> **TRY IT**: Read through the lines below and copy the ones holding the string "counters".

----- DATA EXTRACT -----

//! Session controller for the lifecycle of one exercise-tracking session.
//!
//! `Idle → StartingCamera → Active → Stopped → Idle`. All state lives behind a
//! single mutex that is never held across an `.await`; every transition the
//! caller triggers is applied synchronously under it. Anything asynchronous
//! (health check, camera, polls) captures the current epoch before suspending
//! and is discarded on resumption if a stop or teardown moved the epoch on.

use std::sync::{Arc, Mutex, MutexGuard, PoisonError};

use chrono::Utc;
use tokio::sync::watch;
use tokio::task::{JoinHandle, JoinSet};
use tokio::time::MissedTickBehavior;
use tracing::{debug, info, warn};
use uuid::Uuid;

use super::announce::take_announcements;
use super::state::{BackendStatus, ExerciseKind, Phase, PoseSample, SessionState};
use crate::backend::PoseBackend;
use crate::capture::{Camera, MediaStream};
use crate::config::{PollOrdering, SessionConfig};
use crate::error::{FetchError, SessionError};
use crate::speech::{SpeechSynthesizer, Utterance};

/// Owns the session state, the camera stream and the poll loop.
///
/// Dropping the controller tears the session down.
pub struct SessionController {
    shared: Arc<Shared>,
}

struct Shared {
    backend: Arc<dyn PoseBackend>,
    camera: Arc<dyn Camera>,
    speech: Arc<dyn SpeechSynthesizer>,
    config: SessionConfig,
    inner: Mutex<Inner>,
    tx: watch::Sender<SessionState>,
}

struct Inner {
    state: SessionState,
    /// Bumped whenever a run ends; late async results from older epochs are dropped.
    epoch: u64,
    stream: Option<Box<dyn MediaStream>>,
    poller: Option<JoinHandle<()>>,
    next_seq: u64,
    applied_seq: u64,
}

impl SessionController {
    pub fn new(
        backend: Arc<dyn PoseBackend>,
        camera: Arc<dyn Camera>,
        speech: Arc<dyn SpeechSynthesizer>,
        config: SessionConfig,
    ) -> Self {
        let state = SessionState::new(None, config.voice_enabled);
        let (tx, _rx) = watch::channel(state.clone());
        Self {
            shared: Arc::new(Shared {
                backend,
                camera,
                speech,
                config,
                inner: Mutex::new(Inner {
                    state,
                    epoch: 0,
                    stream: None,
                    poller: None,
                    next_seq: 0,
                    applied_seq: 0,
                }),
                tx,
            }),
        }
    }

    /// Clone of the current state.
    pub fn snapshot(&self) -> SessionState {
        self.shared.lock().state.clone()
    }

    /// Read-only stream of state changes.
    pub fn subscribe(&self) -> watch::Receiver<SessionState> {
        self.shared.tx.subscribe()
    }

    pub fn phase(&self) -> Phase {
        self.shared.lock().state.phase
    }

    /// Live tracks in the held camera stream (0 when none is held).
    pub fn live_camera_tracks(&self) -> usize {
        self.shared
            .lock()
            .stream
            .as_ref()
            .map(|s| s.live_tracks())
            .unwrap_or(0)
    }

    /// Whether a poll loop is currently scheduled.
    pub fn is_polling(&self) -> bool {
        self.shared
            .lock()
            .poller
            .as_ref()
            .is_some_and(|h| !h.is_finished())
    }

    /// Processed video URL for the selected exercise, if any.
    pub fn video_feed_url(&self) -> Option<String> {
        let exercise = self.shared.lock().state.exercise?;
        Some(self.shared.backend.video_feed_url(exercise))
    }

    /// Choose the exercise for the next session. Not allowed mid-session.
    pub fn select_exercise(&self, kind: ExerciseKind) -> Result<(), SessionError> {
        let mut inner = self.shared.lock();
        if !inner.state.phase.can_start() {
            return Err(SessionError::InvalidTransition {
                phase: inner.state.phase,
                action: "change exercise",
            });
        }
        inner.state.exercise = Some(kind);
        self.shared.publish(&inner);
        Ok(())
    }

    /// Probe the backend and record the result without touching the phase.
    pub async fn check_backend(&self) -> BackendStatus {
        let status = match self.shared.backend.status().await {
            Ok(s) => {
                debug!(status = %s.status, "Pose backend reachable");
                BackendStatus::Connected
            }
            Err(e) => {
                warn!("Backend connection failed: {e}");
                BackendStatus::Error
            }
        };
        let mut inner = self.shared.lock();
        inner.state.backend_status = status;
        self.shared.publish(&inner);
        status
    }

    /// Start a session: health check, then camera, then polling.
    ///
    /// The camera is only requested once the backend has answered.
    pub async fn start(&self) -> Result<(), SessionError> {
        let shared = &self.shared;

        let (kind, epoch, session_id) = {
            let mut inner = shared.lock();
            if !inner.state.phase.can_start() {
                return Err(SessionError::InvalidTransition {
                    phase: inner.state.phase,
                    action: "start",
                });
            }
            let Some(kind) = inner.state.exercise else {
                return Err(SessionError::Validation);
            };
            let session_id = Uuid::new_v4();
            inner.state.phase = Phase::StartingCamera;
            inner.state.session_id = Some(session_id);
            shared.publish(&inner);
            (kind, inner.epoch, session_id)
        };

        let _abandoned = AbandonedStart {
            shared: shared.as_ref(),
            epoch,
        };
        info!(session_id = %session_id, exercise = %kind, "Starting exercise session");

        // ── Backend reachability ────────────────────────────────────────
        let health = shared.backend.status().await;
        {
            let mut inner = shared.lock();
            if inner.epoch != epoch {
                debug!(session_id = %session_id, "Start cancelled during health check");
                return Err(SessionError::Cancelled);
            }
            if let Err(e) = health {
                let err = SessionError::BackendUnavailable {
                    reason: e.to_string(),
                };
                warn!(session_id = %session_id, "Backend unavailable: {e}");
                inner.state.backend_status = BackendStatus::Error;
                inner.state.phase = Phase::Idle;
                inner.state.last_error = Some(err.to_string());
                shared.publish(&inner);
                return Err(err);
            }
            inner.state.backend_status = BackendStatus::Connected;
            shared.publish(&inner);
        }

        // ── Camera ──────────────────────────────────────────────────────
        let acquired = shared.camera.acquire(&shared.config.video).await;
        let mut inner = shared.lock();
        if inner.epoch != epoch {
            if let Ok(mut stream) = acquired {
                stream.stop();
            }
            debug!(session_id = %session_id, "Start cancelled during camera acquisition");
            return Err(SessionError::Cancelled);
        }
        let stream = match acquired {
            Ok(stream) => stream,
            Err(e) => {
                let err = SessionError::CameraUnavailable {
                    reason: e.to_string(),
                };
                warn!(session_id = %session_id, "Error accessing camera: {e}");
                inner.state.phase = Phase::Idle;
                inner.state.last_error = Some(err.to_string());
                shared.publish(&inner);
                return Err(err);
            }
        };

        // ── Active ──────────────────────────────────────────────────────
        inner.stream = Some(stream);
        inner.state.phase = Phase::Active;
        inner.state.clear_progress();
        inner.state.started_at = Some(Utc::now());
        inner.state.last_error = None;
        inner.applied_seq = inner.next_seq;
        inner.poller = Some(spawn_poller(Arc::clone(shared), epoch));
        shared.publish(&inner);
        drop(inner);

        shared.spawn_remote_reset(kind);
        info!(session_id = %session_id, exercise = %kind, "Exercise session active");
        Ok(())
    }

    /// End the session, keeping the last counters on display.
    pub fn stop(&self) {
        let mut inner = self.shared.lock();
        if !inner.state.phase.holds_camera() {
            debug!(phase = %inner.state.phase, "Stop ignored");
            return;
        }
        self.shared.release(&mut inner);
        inner.state.phase = Phase::Stopped;
        self.shared.publish(&inner);
        info!(
            session_id = ?inner.state.session_id,
            reps = inner.state.rep_count,
            "Exercise session stopped"
        );
    }

    /// Zero the counters. While active, the backend counter is reset too.
    pub fn reset(&self) {
        let mut inner = self.shared.lock();
        inner.state.clear_progress();
        self.shared.publish(&inner);
        let remote = match (inner.state.phase, inner.state.exercise) {
            (Phase::Active, Some(kind)) => Some(kind),
            _ => None,
        };
        drop(inner);

        if let Some(kind) = remote {
            self.shared.spawn_remote_reset(kind);
        }
    }

    /// Release everything and return to `Idle`, from any phase. Idempotent.
    pub fn teardown(&self) {
        let mut inner = self.shared.lock();
        self.shared.release(&mut inner);
        inner.state.phase = Phase::Idle;
        inner.state.clear_progress();
        inner.state.session_id = None;
        inner.state.started_at = None;
        self.shared.publish(&inner);
    }

    /// Toggle voice feedback. Turning it off silences speech immediately.
    pub fn set_voice_enabled(&self, enabled: bool) {
        let mut inner = self.shared.lock();
        if inner.state.voice_enabled == enabled {
            return;
        }
        inner.state.voice_enabled = enabled;
        if enabled {
            self.shared.say("Voice feedback enabled");
        } else {
            self.shared.speech.cancel();
        }
        self.shared.publish(&inner);
    }
}

impl Drop for SessionController {
    fn drop(&mut self) {
        self.teardown();
    }
}

impl Shared {
    fn lock(&self) -> MutexGuard<'_, Inner> {
        self.inner.lock().unwrap_or_else(PoisonError::into_inner)
    }

    fn publish(&self, inner: &Inner) {
        self.tx.send_replace(inner.state.clone());
    }

    /// Stop the camera, the poll loop and speech; invalidate in-flight work.
    fn release(&self, inner: &mut Inner) {
        inner.epoch += 1;
        if let Some(mut stream) = inner.stream.take() {
            stream.stop();
        }
        if let Some(poller) = inner.poller.take() {
            // Dropping the loop's JoinSet aborts any requests still in flight.
            poller.abort();
        }
        self.speech.cancel();
    }

    /// Speak one announcement, superseding whatever is being spoken.
    fn say(&self, text: &str) {
        let utterance = Utterance::new(text, &self.config.voice, &self.speech.voices());
        self.speech.cancel();
        if let Err(e) = self.speech.speak(utterance) {
            warn!("Speech synthesis error: {e}");
        }
    }

    /// Best-effort `reset_count`; failures are only logged.
    fn spawn_remote_reset(&self, kind: ExerciseKind) {
        let backend = Arc::clone(&self.backend);
        match tokio::runtime::Handle::try_current() {
            Ok(handle) => {
                handle.spawn(async move {
                    match backend.reset_count(kind).await {
                        Ok(()) => debug!(exercise = %kind, "Backend counter reset"),
                        Err(e) => warn!(exercise = %kind, "Error resetting count: {e}"),
                    }
                });
            }
            Err(_) => warn!(exercise = %kind, "No async runtime, skipping backend counter reset"),
        }
    }

    fn next_seq(&self) -> u64 {
        let mut inner = self.lock();
        inner.next_seq += 1;
        inner.next_seq
    }

    /// Apply one poll result if it still belongs to the current active run.
    fn apply_poll(&self, epoch: u64, seq: u64, result: Result<serde_json::Value, FetchError>) {
        let value = match result {
            Ok(v) => v,
            Err(e) => {
                warn!("Error fetching feedback: {e}");
                return;
            }
        };
        let Some(sample) = PoseSample::from_value(&value) else {
            debug!(seq, "Discarding malformed feedback response");
            return;
        };

        let mut inner = self.lock();
        if inner.epoch != epoch || inner.state.phase != Phase::Active {
            debug!(seq, "Discarding feedback from an ended session");
            return;
        }
        if self.config.poll_ordering == PollOrdering::LatestIssued && seq <= inner.applied_seq {
            debug!(seq, applied = inner.applied_seq, "Discarding stale feedback response");
            return;
        }
        inner.applied_seq = inner.applied_seq.max(seq);
        inner.state.apply_sample(sample);

        debug!(
            seq,
            reps = inner.state.rep_count,
            stage = ?inner.state.stage,
            angle = inner.state.joint_angle,
            "Feedback applied"
        );

        for text in take_announcements(&mut inner.state) {
            self.say(&text);
        }
        self.publish(&inner);
    }
}

/// Puts a `start()` that was dropped mid-flight back to `Idle`.
///
/// Every completed path leaves `StartingCamera` or moves the epoch, so this
/// only fires when the future is dropped between its awaits. It must be
/// declared before any `inner` guard in `start()` so it drops after it.
struct AbandonedStart<'a> {
    shared: &'a Shared,
    epoch: u64,
}

impl Drop for AbandonedStart<'_> {
    fn drop(&mut self) {
        let mut inner = self.shared.lock();
        if inner.epoch != self.epoch || inner.state.phase != Phase::StartingCamera {
            return;
        }
        inner.epoch += 1;
        inner.state.phase = Phase::Idle;
        inner.state.session_id = None;
        self.shared.publish(&inner);
        debug!("Start abandoned before the session became active");
    }
}

/// Poll `/exercise_data` immediately and then every `poll_interval`, without
/// waiting for earlier requests to finish.
fn spawn_poller(shared: Arc<Shared>, epoch: u64) -> JoinHandle<()> {
    tokio::spawn(async move {
        let mut ticker = tokio::time::interval(shared.config.poll_interval);
        ticker.set_missed_tick_behavior(MissedTickBehavior::Delay);
        let mut in_flight = JoinSet::new();

        loop {
            tokio::select! {
                _ = ticker.tick() => {
                    let seq = shared.next_seq();
                    let shared = Arc::clone(&shared);
                    in_flight.spawn(async move {
                        let result = shared.backend.exercise_data().await;
                        shared.apply_poll(epoch, seq, result);
                    });
                }
                Some(_) = in_flight.join_next(), if !in_flight.is_empty() => {}
            }
        }
    })
}

#[cfg(test)]
#[path = "controller_tests.rs"]
mod tests;
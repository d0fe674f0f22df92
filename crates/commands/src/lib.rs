//! `nimbus-commands`: declarative command engine.
//!
//! A command is a static [`CommandSpec`] (parameter descriptors, target
//! operation, response naming, audit rule) plus the values bound from one
//! request. There is one engine, not one type per command.

pub mod audit;
pub mod binding;
pub mod catalog;
pub mod command;
pub mod param;

pub use audit::{AsyncCommand, AuditRule, OwnerLookup, OwnerRef, classify_rejected};
pub use binding::{BoundParams, bind};
pub use command::{Command, CommandSpec, Manager, Operation, ResultShape};
pub use param::{BoundValue, ParamDescriptor, ParamKind, RawParams, RawValue};
//! Tracing/logging initialization.
//!
//! Command spans carry the command and response names; the dispatcher adds
//! the correlation id and attributed account for asynchronous commands.

use tracing_subscriber::EnvFilter;

fn filter(default_directive: &str) -> EnvFilter {
    EnvFilter::try_from_default_env().unwrap_or_else(|_| EnvFilter::new(default_directive))
}

/// JSON logs with timestamps, configurable via `RUST_LOG`.
pub fn init(default_directive: &str) {
    let _ = tracing_subscriber::fmt()
        .with_env_filter(filter(default_directive))
        .json()
        .with_timer(tracing_subscriber::fmt::time::SystemTime)
        .with_target(false)
        .with_current_span(true)
        .try_init();
}

/// Compact output routed through the libtest writer.
pub fn init_for_tests(default_directive: &str) {
    let _ = tracing_subscriber::fmt()
        .with_env_filter(filter(default_directive))
        .with_test_writer()
        .compact()
        .try_init();
}
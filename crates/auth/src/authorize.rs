use thiserror::Error;

use crate::{Permission, Principal};

#[derive(Debug, Error, Clone, PartialEq, Eq)]
pub enum AuthzError {
    #[error("account {account} is not allowed to run {command}: missing permission '{permission}'")]
    Forbidden {
        account: String,
        command: String,
        permission: String,
    },
}

/// Command-side authorization contract (checked at the command boundary).
///
/// The dispatcher enforces this before binding results reach a backend.
pub trait CommandAuthorization {
    fn command_name(&self) -> &str;

    fn required_permission(&self) -> &Permission;
}

/// Authorize a principal for a command.
///
/// - No IO
/// - No panics
/// - Pure policy check
pub fn authorize<C>(principal: &Principal, command: &C) -> Result<(), AuthzError>
where
    C: CommandAuthorization + ?Sized,
{
    let required = command.required_permission();
    let granted = principal
        .effective_permissions()
        .iter()
        .any(|p| p.is_wildcard() || p == required);

    if granted {
        Ok(())
    } else {
        Err(AuthzError::Forbidden {
            account: principal.account_id.to_string(),
            command: command.command_name().to_string(),
            permission: required.as_str().to_string(),
        })
    }
}

#[cfg(test)]
mod tests {
    use super::*;
    use crate::permissions::catalog;
    use crate::Role;
    use nimbus_core::AccountId;

    struct Probe(Permission);

    impl CommandAuthorization for Probe {
        fn command_name(&self) -> &str {
            "probe"
        }

        fn required_permission(&self) -> &Permission {
            &self.0
        }
    }

    #[test]
    fn admin_wildcard_grants_everything() {
        let principal = Principal::new(AccountId::new(2), Role::Admin);
        assert!(authorize(&principal, &Probe(catalog::HOST_ADD)).is_ok());
    }

    #[test]
    fn user_is_denied_admin_commands() {
        let principal = Principal::new(AccountId::new(3), Role::User);
        let err = authorize(&principal, &Probe(catalog::HOST_ADD)).unwrap_err();
        assert_eq!(
            err,
            AuthzError::Forbidden {
                account: "3".to_string(),
                command: "probe".to_string(),
                permission: "host.add".to_string(),
            }
        );
    }

    #[test]
    fn explicit_grant_extends_role() {
        let principal =
            Principal::new(AccountId::new(3), Role::User).with_permission(catalog::HOST_ADD);
        assert!(authorize(&principal, &Probe(catalog::HOST_ADD)).is_ok());
    }
}
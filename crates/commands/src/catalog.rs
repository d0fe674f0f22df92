//! Command catalogue.
//!
//! Every API command is a static descriptor table. The name index is built
//! once per process and is read-only afterwards.

use std::collections::BTreeMap;
use std::sync::LazyLock;

use nimbus_auth::permissions::catalog as perms;
use nimbus_events::event_types;

use crate::audit::{AuditRule, OwnerRef};
use crate::command::{CommandSpec, Manager, Operation, ResultShape};
use crate::param::{ParamDescriptor, ParamKind};

pub static ADD_HOST: CommandSpec = CommandSpec {
    name: "addHost",
    response_name: "addhostresponse",
    description: "Adds a new host.",
    operation: Operation {
        manager: Manager::AgentManager,
        method: "discoverHosts",
    },
    params: &[
        ParamDescriptor::optional("clusterid", ParamKind::Long, "the cluster ID for the host"),
        ParamDescriptor::optional("clustername", ParamKind::String, "the cluster name for the host"),
        ParamDescriptor::required("password", ParamKind::String, "the password for the host")
            .sensitive(),
        ParamDescriptor::optional("podid", ParamKind::Long, "the Pod ID for the host"),
        ParamDescriptor::required("url", ParamKind::String, "the host URL"),
        ParamDescriptor::required("username", ParamKind::String, "the username for the host"),
        ParamDescriptor::required("zoneid", ParamKind::Long, "the Zone ID for the host"),
    ],
    result: ResultShape::HostList,
    failure_message: "Failed to add host",
    permission: perms::HOST_ADD,
    audit: None,
};

pub static CREATE_SNAPSHOT: CommandSpec = CommandSpec {
    name: "createSnapshotInternal",
    response_name: "createsnapshotresponse",
    description: "Creates an instant snapshot of a volume.",
    operation: Operation {
        manager: Manager::SnapshotManager,
        method: "createSnapshotInternal",
    },
    params: &[
        ParamDescriptor::optional("policyid", ParamKind::Long, "the snapshot policy ID"),
        ParamDescriptor::required("volumeid", ParamKind::Long, "the ID of the volume to snapshot"),
    ],
    result: ResultShape::Snapshot,
    failure_message: "Failed to create snapshot",
    permission: perms::SNAPSHOT_CREATE,
    audit: Some(AuditRule {
        event_type: event_types::SNAPSHOT_CREATE,
        description: "creating snapshot for volume: ",
        subject_param: "volumeid",
        owner: OwnerRef::Volume,
    }),
};

pub static DELETE_PORT_FORWARDING_SERVICE: CommandSpec = CommandSpec {
    name: "deletePortForwardingService",
    response_name: "deleteportforwardingserviceresponse",
    description: "Deletes a port forwarding service",
    operation: Operation {
        manager: Manager::ManagementServer,
        method: "deleteSecurityGroup",
    },
    params: &[ParamDescriptor::required(
        "id",
        ParamKind::Long,
        "ID of the port forwarding service",
    )],
    result: ResultShape::Success,
    failure_message: "Failed to delete port forwarding service",
    permission: perms::PORT_FORWARDING_SERVICE_DELETE,
    audit: Some(AuditRule {
        event_type: event_types::PORT_FORWARDING_SERVICE_DELETE,
        description: "deleting port forwarding service: ",
        subject_param: "id",
        owner: OwnerRef::PortForwardingService,
    }),
};

static ALL: &[&CommandSpec] = &[&ADD_HOST, &CREATE_SNAPSHOT, &DELETE_PORT_FORWARDING_SERVICE];

static BY_NAME: LazyLock<BTreeMap<&'static str, &'static CommandSpec>> =
    LazyLock::new(|| ALL.iter().map(|spec| (spec.name, *spec)).collect());

/// Look up a command by API name (exact match).
pub fn find(name: &str) -> Option<&'static CommandSpec> {
    BY_NAME.get(name).copied()
}

pub fn all() -> impl Iterator<Item = &'static CommandSpec> {
    ALL.iter().copied()
}

#[cfg(test)]
mod tests {
    use super::*;
    use crate::param::RawParams;
    use nimbus_core::CommandError;
    use std::collections::HashSet;

    #[test]
    fn parameter_names_are_unique_per_command() {
        for spec in all() {
            assert_eq!(spec.duplicate_parameter(), None, "{}", spec.name);
        }
    }

    #[test]
    fn names_and_response_keys_are_unique() {
        let names: HashSet<_> = all().map(|s| s.name).collect();
        let responses: HashSet<_> = all().map(|s| s.response_name).collect();
        assert_eq!(names.len(), ALL.len());
        assert_eq!(responses.len(), ALL.len());
    }

    #[test]
    fn subject_parameters_are_required_longs() {
        for spec in all() {
            if let Some(rule) = &spec.audit {
                let param = spec.param(rule.subject_param).unwrap();
                assert!(param.required, "{}", spec.name);
                assert_eq!(param.kind, ParamKind::Long, "{}", spec.name);
            }
        }
    }

    #[test]
    fn find_resolves_declared_names() {
        assert_eq!(find("addHost").unwrap().response_name, "addhostresponse");
        assert!(find("addhost").is_none());
        assert!(find("rebootRouter").is_none());
    }

    #[test]
    fn add_host_binds_documented_request() {
        let raw = RawParams::new()
            .with("password", "p")
            .with("url", "http://h")
            .with("username", "u")
            .with("zoneid", "5");
        let cmd = ADD_HOST.bind(&raw).unwrap();
        assert_eq!(cmd.params().long("zoneid"), Some(5));
        assert_eq!(cmd.operation().manager, Manager::AgentManager);
        assert_eq!(cmd.operation().method, "discoverHosts");
    }

    #[test]
    fn add_host_without_url_is_rejected() {
        let raw = RawParams::new()
            .with("password", "p")
            .with("username", "u")
            .with("zoneid", "5");
        assert_eq!(ADD_HOST.bind(&raw).unwrap_err(), CommandError::missing("url"));
    }

    #[test]
    fn async_flags_follow_audit_rules() {
        assert!(!ADD_HOST.is_async());
        assert!(CREATE_SNAPSHOT.is_async());
        assert!(DELETE_PORT_FORWARDING_SERVICE.is_async());
    }
}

-----

> **RESPONSE TO THIS EXERCISE**:
    /// End the session, keeping the last counters on display.
    /// Zero the counters. While active, the backend counter is reset too.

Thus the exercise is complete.